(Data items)
Content starts

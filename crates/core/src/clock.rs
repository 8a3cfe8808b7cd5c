//! Time source abstraction.
//!
//! Lease expiry is decided by comparing `leaseUntil` against "now". Services take
//! a [`Clock`] so tests can move time forward without sleeping.

use std::sync::Mutex;

use chrono::{DateTime, Duration, Utc};

/// Source of the current time.
pub trait Clock: Send + Sync + core::fmt::Debug {
    fn now(&self) -> DateTime<Utc>;
}

/// Wall clock.
#[derive(Debug, Default, Clone, Copy)]
pub struct SystemClock;

impl Clock for SystemClock {
    fn now(&self) -> DateTime<Utc> {
        Utc::now()
    }
}

/// Manually driven clock for tests and simulations.
#[derive(Debug)]
pub struct ManualClock {
    now: Mutex<DateTime<Utc>>,
}

impl ManualClock {
    pub fn new(start: DateTime<Utc>) -> Self {
        Self {
            now: Mutex::new(start),
        }
    }

    /// Move the clock forward by `by`.
    pub fn advance(&self, by: Duration) {
        let mut now = self.now.lock().unwrap_or_else(|poisoned| poisoned.into_inner());
        *now += by;
    }
}

impl Default for ManualClock {
    fn default() -> Self {
        Self::new(Utc::now())
    }
}

impl Clock for ManualClock {
    fn now(&self) -> DateTime<Utc> {
        *self.now.lock().unwrap_or_else(|poisoned| poisoned.into_inner())
    }
}

#[cfg(test)]
mod tests {
    use super::*;

    #[test]
    fn manual_clock_advances() {
        let start = Utc::now();
        let clock = ManualClock::new(start);
        clock.advance(Duration::seconds(5));
        assert_eq!(clock.now(), start + Duration::seconds(5));
    }
}
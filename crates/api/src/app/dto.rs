use serde::{Deserialize, Serialize};

use courier_core::LeaseToken;
use courier_infra::queue::{Page, Pagination};
use courier_jobs::{Evidence, NewJob, Submission};

// -------------------------
// Request DTOs
// -------------------------

#[derive(Debug, Deserialize)]
#[serde(rename_all = "camelCase")]
pub struct CreateJobRequest {
    pub name: String,
    #[serde(default)]
    pub message_template: String,
    #[serde(default)]
    pub website_ids: Vec<String>,
}

impl From<CreateJobRequest> for NewJob {
    fn from(req: CreateJobRequest) -> Self {
        NewJob {
            name: req.name,
            message_template: req.message_template,
            website_ids: req.website_ids,
        }
    }
}

#[derive(Debug, Deserialize)]
pub struct RetryFailedRequest {
    pub limit: i64,
}

#[derive(Debug, Default, Deserialize)]
pub struct ListQuery {
    pub limit: Option<u32>,
    pub offset: Option<u32>,
}

impl ListQuery {
    pub fn pagination(&self) -> Pagination {
        Pagination::new(self.limit, self.offset)
    }
}

#[derive(Debug, Default, Deserialize)]
pub struct SubmissionListQuery {
    pub status: Option<String>,
    pub limit: Option<u32>,
    pub offset: Option<u32>,
}

#[derive(Debug, Default, Deserialize)]
pub struct ClaimQuery {
    /// Lease length in seconds.
    pub lease: Option<u64>,
}

/// Worker outcome report (`PATCH /submissions/:id`).
#[derive(Debug, Deserialize)]
#[serde(rename_all = "camelCase")]
pub struct ReportRequest {
    pub status: String,
    pub lease_token: LeaseToken,
    #[serde(default)]
    pub logs: Vec<String>,
    pub evidence: Option<Evidence>,
    pub error: Option<String>,
}

#[derive(Debug, Deserialize)]
#[serde(rename_all = "camelCase")]
pub struct AppendLogsRequest {
    pub lease_token: LeaseToken,
    pub lines: Vec<String>,
}

#[derive(Debug, Deserialize)]
#[serde(rename_all = "camelCase")]
pub struct ExtendLeaseRequest {
    pub lease_token: LeaseToken,
    /// Seconds from now; the configured default when omitted.
    pub lease: Option<u64>,
}

// -------------------------
// Response DTOs
// -------------------------

#[derive(Debug, Serialize)]
#[serde(rename_all = "camelCase")]
pub struct PageResponse<T> {
    pub items: Vec<T>,
    pub total: u64,
    pub limit: u32,
    pub offset: u32,
    pub has_more: bool,
}

impl<T> PageResponse<T> {
    pub fn from_page<U>(page: Page<U>, f: impl FnMut(U) -> T) -> Self {
        Self {
            items: page.items.into_iter().map(f).collect(),
            total: page.total,
            limit: page.pagination.limit,
            offset: page.pagination.offset,
            has_more: page.has_more,
        }
    }
}

impl<T> From<Page<T>> for PageResponse<T> {
    fn from(page: Page<T>) -> Self {
        Self::from_page(page, |item| item)
    }
}

#[derive(Debug, Serialize)]
pub struct RetryFailedResponse {
    pub retried: u64,
}

/// Submission as shown to console users: the lease token is a worker credential.
pub fn console_submission(mut sub: Submission) -> Submission {
    sub.lease_token = None;
    sub
}
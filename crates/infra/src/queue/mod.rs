//! Job/submission queue with leased claims.
//!
//! ## Components
//!
//! - `SubmissionStore` / `JobStore`: persistence contracts (in-memory or Postgres)
//! - `SubmissionService`: reads, progress logs and outcome reports
//! - `LeaseManager`: hands out at-most-one-active-lease claims (`claim_next`)
//! - `RetryEngine`: bounded re-queue of failures and counter recompute
//! - `JobController`: create, cancel, export and delete at the job level
//!
//! ## Leases
//!
//! Expiry is passive. Nothing sweeps expired leases; a `running` submission
//! whose `lease_until` has passed simply becomes eligible again at the next
//! `claim_next`. Every claim mints a new `LeaseToken`, so a worker that lost
//! its lease is rejected with `StaleLease` when it reports.

pub mod controller;
pub mod export;
pub mod in_memory;
pub mod lease;
pub mod postgres;
pub mod query;
pub mod retry;
pub mod store;
pub mod submissions;

pub use controller::JobController;
pub use export::{CsvExport, CsvStream};
pub use in_memory::InMemoryQueueStore;
pub use lease::LeaseManager;
pub use postgres::PostgresQueueStore;
pub use query::{Page, Pagination, SubmissionFilter};
pub use retry::RetryEngine;
pub use store::{JobStore, QueueError, QueueStore, SubmissionStore};
pub use submissions::SubmissionService;
//! The submission state machine.
//!
//! | From            | Event             | To        |
//! |-----------------|-------------------|-----------|
//! | pending         | claim             | running   |
//! | running         | claim (expired)   | running   |
//! | running         | report success    | success   |
//! | running         | report failure    | failed    |
//! | failed          | retry             | pending   |
//! | pending/running | cancel            | cancelled |
//!
//! Guards that depend on time or lease ownership (is the lease expired, does
//! the caller hold it) live on [`crate::Submission`]; this table only answers
//! "is this move legal at all".

use courier_core::{DomainError, DomainResult};

use crate::status::{Outcome, SubmissionStatus};

/// Something that happens to a submission.
#[derive(Debug, Copy, Clone, PartialEq, Eq)]
pub enum SubmissionEvent {
    /// A worker was granted a lease.
    Claim,
    /// The lease holder reported an outcome.
    Report(Outcome),
    /// A bulk retry re-queued a failed submission.
    Retry,
    /// The owning job was cancelled.
    Cancel,
}

impl SubmissionEvent {
    fn describe(&self) -> &'static str {
        match self {
            SubmissionEvent::Claim => "claim",
            SubmissionEvent::Report(Outcome::Success) => "report success",
            SubmissionEvent::Report(Outcome::Failed) => "report failure",
            SubmissionEvent::Retry => "retry",
            SubmissionEvent::Cancel => "cancel",
        }
    }
}

/// Resolve the next status for `event` applied in state `from`.
pub fn next_status(
    from: SubmissionStatus,
    event: SubmissionEvent,
) -> DomainResult<SubmissionStatus> {
    use SubmissionEvent as E;
    use SubmissionStatus as S;

    match (from, event) {
        (S::Pending | S::Running, E::Claim) => Ok(S::Running),
        (S::Running, E::Report(Outcome::Success)) => Ok(S::Success),
        (S::Running, E::Report(Outcome::Failed)) => Ok(S::Failed),
        (S::Failed, E::Retry) => Ok(S::Pending),
        (S::Pending | S::Running, E::Cancel) => Ok(S::Cancelled),
        (from, event) => Err(DomainError::invalid_transition(format!(
            "cannot {} a {} submission",
            event.describe(),
            from
        ))),
    }
}
use std::sync::Arc;

use axum::{Json, extract::Extension, response::IntoResponse};

use crate::app::services::AppServices;
use crate::context::PrincipalContext;

pub async fn health(Extension(services): Extension<Arc<AppServices>>) -> impl IntoResponse {
    Json(serde_json::json!({
        "status": "ok",
        "backend": services.backend(),
    }))
}

pub async fn whoami(Extension(principal): Extension<PrincipalContext>) -> impl IntoResponse {
    Json(serde_json::json!({
        "principal_id": principal.principal_id().as_str(),
        "roles": principal.roles().iter().map(|r| r.as_str()).collect::<Vec<_>>(),
    }))
}
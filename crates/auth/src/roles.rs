use std::borrow::Cow;

use serde::{Deserialize, Serialize};

use crate::permissions::{Permission, jobs};

/// Role identifier used for RBAC.
#[derive(Debug, Clone, PartialEq, Eq, Hash, Serialize, Deserialize)]
#[serde(transparent)]
pub struct Role(Cow<'static, str>);

impl Role {
    pub fn new(name: impl Into<Cow<'static, str>>) -> Self {
        Self(name.into())
    }

    pub fn as_str(&self) -> &str {
        &self.0
    }
}

impl core::fmt::Display for Role {
    fn fmt(&self, f: &mut core::fmt::Formatter<'_>) -> core::fmt::Result {
        f.write_str(&self.0)
    }
}

/// Static role → permission policy.
///
/// `admin` gets the wildcard; `operator` runs jobs; `viewer` only reads.
/// Unknown roles grant nothing.
pub fn permissions_from_roles(roles: &[Role]) -> Vec<Permission> {
    if roles.iter().any(|r| r.as_str() == "admin") {
        return vec![jobs::ALL];
    }

    let mut perms = Vec::new();
    for role in roles {
        let granted = match role.as_str() {
            "operator" => vec![jobs::READ, jobs::WRITE],
            "viewer" => vec![jobs::READ],
            _ => Vec::new(),
        };
        for p in granted {
            if !perms.contains(&p) {
                perms.push(p);
            }
        }
    }
    perms
}

#[cfg(test)]
mod tests {
    use super::*;

    #[test]
    fn policy_maps_known_roles() {
        assert_eq!(permissions_from_roles(&[Role::new("admin")]), vec![jobs::ALL]);
        assert_eq!(
            permissions_from_roles(&[Role::new("viewer"), Role::new("operator")]),
            vec![jobs::READ, jobs::WRITE]
        );
        assert!(permissions_from_roles(&[Role::new("intern")]).is_empty());
    }
}
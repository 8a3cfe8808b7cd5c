//! `courier-core`: foundation types shared by every courier crate.
//!
//! This crate is pure: identifiers, the error taxonomy and a clock seam.
//! Nothing here performs IO.

pub mod clock;
pub mod error;
pub mod id;

pub use clock::{Clock, ManualClock, SystemClock};
pub use error::{DomainError, DomainResult};
pub use id::{JobId, LeaseToken, SubmissionId};
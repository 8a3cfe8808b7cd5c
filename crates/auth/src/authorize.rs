use thiserror::Error;

use crate::{Permission, PrincipalId, Role, permissions_from_roles};

/// A fully resolved principal for authorization decisions.
#[derive(Debug, Clone, PartialEq, Eq)]
pub struct Principal {
    pub principal_id: PrincipalId,
    pub roles: Vec<Role>,
    pub permissions: Vec<Permission>,
}

impl Principal {
    /// Resolve permissions for `roles` through the static policy.
    pub fn from_roles(principal_id: PrincipalId, roles: Vec<Role>) -> Self {
        let permissions = permissions_from_roles(&roles);
        Self {
            principal_id,
            roles,
            permissions,
        }
    }
}

#[derive(Debug, Error, Clone, PartialEq, Eq)]
pub enum AuthzError {
    #[error("forbidden: missing permission '{0}'")]
    Forbidden(String),
}

/// Command-side authorization contract.
///
/// Implement this on operations that require permissions; the API layer
/// checks them before calling into the queue.
pub trait CommandAuthorization {
    fn required_permissions(&self) -> &[Permission];
}

/// Pure policy check. No IO.
pub fn authorize(principal: &Principal, required: &Permission) -> Result<(), AuthzError> {
    let granted = principal
        .permissions
        .iter()
        .any(|p| p.is_wildcard() || p == required);

    if granted {
        Ok(())
    } else {
        Err(AuthzError::Forbidden(required.as_str().to_string()))
    }
}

Content ends

Assignment: Go through the records. Copy each line where "LeaseManager" appears.

Exercise output:
//! - `LeaseManager`: hands out at-most-one-active-lease claims (`claim_next`)
pub use lease::LeaseManager;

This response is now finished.